» **Problem details**:
Please retype the records below exactly, from the first line down to and including the line with "budget in MIST".
___ Dataset records
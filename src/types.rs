//! Shared types for the Sui wallet core
//!
//! Data structures that cross module boundaries are defined here
//! for consistent serialization.

use chrono::{DateTime, Utc};
use serde::{Deserialize, Serialize};
use std::convert::Infallible;
use std::fmt;
use std::str::FromStr;
use zeroize::{Zeroize, ZeroizeOnDrop};

// =============================================================================
// Fee Types
// =============================================================================

/// Caller-chosen fee tier, mapped to a fixed gas budget in MIST
#[derive(Debug, Clone, Copy, PartialEq, Eq, Hash, Default, Serialize, Deserialize)]
#[serde(rename_all = "lowercase")]
pub enum FeeLevel {
    Low,
    #[default]
    Medium,
    High,
}

impl FeeLevel {
    pub const ALL: [FeeLevel; 3] = [FeeLevel::Low, FeeLevel::Medium, FeeLevel::High];

    pub fn gas_budget(&self) -> u64 {
        match self {
            FeeLevel::Low => 400_000,
            FeeLevel::Medium => 1_000_000,
            FeeLevel::High => 2_000_000,
        }
    }

    pub fn as_str(&self) -> &'static str {
        match self {
            FeeLevel::Low => "low",
            FeeLevel::Medium => "medium",
            FeeLevel::High => "high",
        }
    }
}

impl fmt::Display for FeeLevel {
    fn fmt(&self, f: &mut fmt::Formatter<'_>) -> fmt::Result {
        f.write_str(self.as_str())
    }
}

/// Unrecognized levels fall back to `Medium`
impl FromStr for FeeLevel {
    type Err = Infallible;

    fn from_str(s: &str) -> Result<Self, Self::Err> {
        Ok(match s.trim().to_ascii_lowercase().as_str() {
            "low" => FeeLevel::Low,
            "high" => FeeLevel::High,
            _ => FeeLevel::Medium,
        })
    }
}

/// Gas budgets per tier, in SUI display units
#[derive(Debug, Clone, PartialEq, Eq, Serialize, Deserialize)]
pub struct GasPriceInfo {
    pub low: String,
    pub medium: String,
    pub high: String,
    /// Reference gas price in MIST per gas unit, when the node answered
    pub reference_gas_price: Option<u64>,
}

// =============================================================================
// Transaction Types
// =============================================================================

/// A transfer as entered by the user
#[derive(Debug, Clone, PartialEq, Eq, Serialize, Deserialize)]
pub struct TransferRequest {
    pub recipient: String,
    /// Decimal SUI amount, e.g. `"1.5"`
    pub amount: String,
    #[serde(default)]
    pub fee_level: FeeLevel,
}

/// Outcome of a submitted transfer
///
/// `signature` carries the same value as `hash`.
#[derive(Debug, Clone, PartialEq, Eq, Serialize, Deserialize)]
pub struct TransactionResult {
    pub hash: String,
    pub signature: String,
}

impl TransactionResult {
    pub fn from_hash(hash: impl Into<String>) -> Self {
        let hash = hash.into();
        Self {
            signature: hash.clone(),
            hash,
        }
    }
}

#[derive(Debug, Clone, Copy, PartialEq, Eq, Serialize, Deserialize)]
#[serde(rename_all = "snake_case")]
pub enum TransactionState {
    Pending,
    Confirmed,
    Failed,
}

#[derive(Debug, Clone, PartialEq, Eq, Serialize, Deserialize)]
pub struct TransactionStatus {
    pub status: TransactionState,
    pub confirmations: u32,
    pub error: Option<String>,
}

// =============================================================================
// Wallet Types
// =============================================================================

/// Keys handed back by generate/import
///
/// SECURITY: fields are zeroized on drop and omitted from `Debug`.
#[derive(Clone, Serialize, Deserialize, Zeroize, ZeroizeOnDrop)]
#[serde(rename_all = "camelCase")]
pub struct WalletKeys {
    pub address: String,
    pub private_key: String,
    #[serde(skip_serializing_if = "Option::is_none")]
    pub mnemonic: Option<String>,
}

impl fmt::Debug for WalletKeys {
    fn fmt(&self, f: &mut fmt::Formatter<'_>) -> fmt::Result {
        f.debug_struct("WalletKeys")
            .field("address", &self.address)
            .field("private_key", &"[REDACTED]")
            .field("mnemonic", &self.mnemonic.as_ref().map(|_| "[REDACTED]"))
            .finish()
    }
}

/// Persisted wallet shape; the storage backend itself lives outside this crate
#[derive(Clone, Serialize, Deserialize, Zeroize, ZeroizeOnDrop)]
#[serde(rename_all = "camelCase")]
pub struct WalletRecord {
    pub address: String,
    pub private_key: String,
    #[serde(default, skip_serializing_if = "Option::is_none")]
    pub mnemonic: Option<String>,
    #[zeroize(skip)]
    pub created_at: DateTime<Utc>,
}

impl WalletRecord {
    pub fn new(keys: &WalletKeys, created_at: DateTime<Utc>) -> Self {
        Self {
            address: keys.address.clone(),
            private_key: keys.private_key.clone(),
            mnemonic: keys.mnemonic.clone(),
            created_at,
        }
    }

    /// Key under which the record is stored, e.g. `sui_wallet`
    pub fn storage_key(symbol: &str) -> String {
        format!("{}_wallet", symbol.to_lowercase())
    }
}

impl fmt::Debug for WalletRecord {
    fn fmt(&self, f: &mut fmt::Formatter<'_>) -> fmt::Result {
        f.debug_struct("WalletRecord")
            .field("address", &self.address)
            .field("created_at", &self.created_at)
            .finish_non_exhaustive()
    }
}

// =============================================================================
// Faucet Types
// =============================================================================

#[derive(Debug, Clone, PartialEq, Eq, Serialize, Deserialize)]
#[serde(rename_all = "camelCase")]
pub struct FaucetOutcome {
    pub success: bool,
    pub message: String,
    #[serde(skip_serializing_if = "Option::is_none")]
    pub faucet_url: Option<String>,
    #[serde(skip_serializing_if = "Option::is_none")]
    pub tx_hash: Option<String>,
}

#[cfg(test)]
mod tests {
    use super::*;

    #[test]
    fn test_fee_level_budgets() {
        assert_eq!(FeeLevel::Low.gas_budget(), 400_000);
        assert_eq!(FeeLevel::Medium.gas_budget(), 1_000_000);
        assert_eq!(FeeLevel::High.gas_budget(), 2_000_000);
        assert_eq!(FeeLevel::default(), FeeLevel::Medium);
    }

    #[test]
    fn test_unknown_fee_level_is_medium() {
        assert_eq!("HIGH".parse::<FeeLevel>().unwrap(), FeeLevel::High);
        assert_eq!("urgent".parse::<FeeLevel>().unwrap(), FeeLevel::Medium);
        assert_eq!("".parse::<FeeLevel>().unwrap(), FeeLevel::Medium);
    }

    #[test]
    fn test_transaction_result_mirrors_hash() {
        let result = TransactionResult::from_hash("abc");
        assert_eq!(result.hash, result.signature);
    }

    #[test]
    fn test_wallet_record_shape() {
        let keys = WalletKeys {
            address: "0x1".to_string(),
            private_key: "1,2,3".to_string(),
            mnemonic: None,
        };
        let created_at = DateTime::parse_from_rfc3339("2024-01-01T00:00:00Z")
            .unwrap()
            .with_timezone(&Utc);
        let record = WalletRecord::new(&keys, created_at);
        let json = serde_json::to_value(&record).unwrap();

        assert_eq!(json["privateKey"], "1,2,3");
        assert_eq!(json["createdAt"], "2024-01-01T00:00:00Z");
        assert!(json.get("mnemonic").is_none());
        assert_eq!(WalletRecord::storage_key("SUI"), "sui_wallet");
    }

    #[test]
    fn test_debug_redacts_secrets() {
        let keys = WalletKeys {
            address: "0xabc".to_string(),
            private_key: "suiprivkey1secret".to_string(),
            mnemonic: Some("word word".to_string()),
        };
        let debug = format!("{:?}", keys);
        assert!(debug.contains("0xabc"));
        assert!(!debug.contains("secret"));
        assert!(!debug.contains("word"));
    }

    #[test]
    fn test_transfer_request_default_fee() {
        let req: TransferRequest =
            serde_json::from_str(r#"{"recipient":"0x1","amount":"1"}"#).unwrap();
        assert_eq!(req.fee_level, FeeLevel::Medium);
    }
}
______
» **Written solution**:
filename src/types.rs
//! Shared types for the Sui wallet core
//!
//! Data structures that cross module boundaries are defined here
//! for consistent serialization.

use chrono::{DateTime, Utc};
use serde::{Deserialize, Serialize};
use std::convert::Infallible;
use std::fmt;
use std::str::FromStr;
use zeroize::{Zeroize, ZeroizeOnDrop};

// =============================================================================
// Fee Types
// =============================================================================

/// Caller-chosen fee tier, mapped to a fixed gas budget in MIST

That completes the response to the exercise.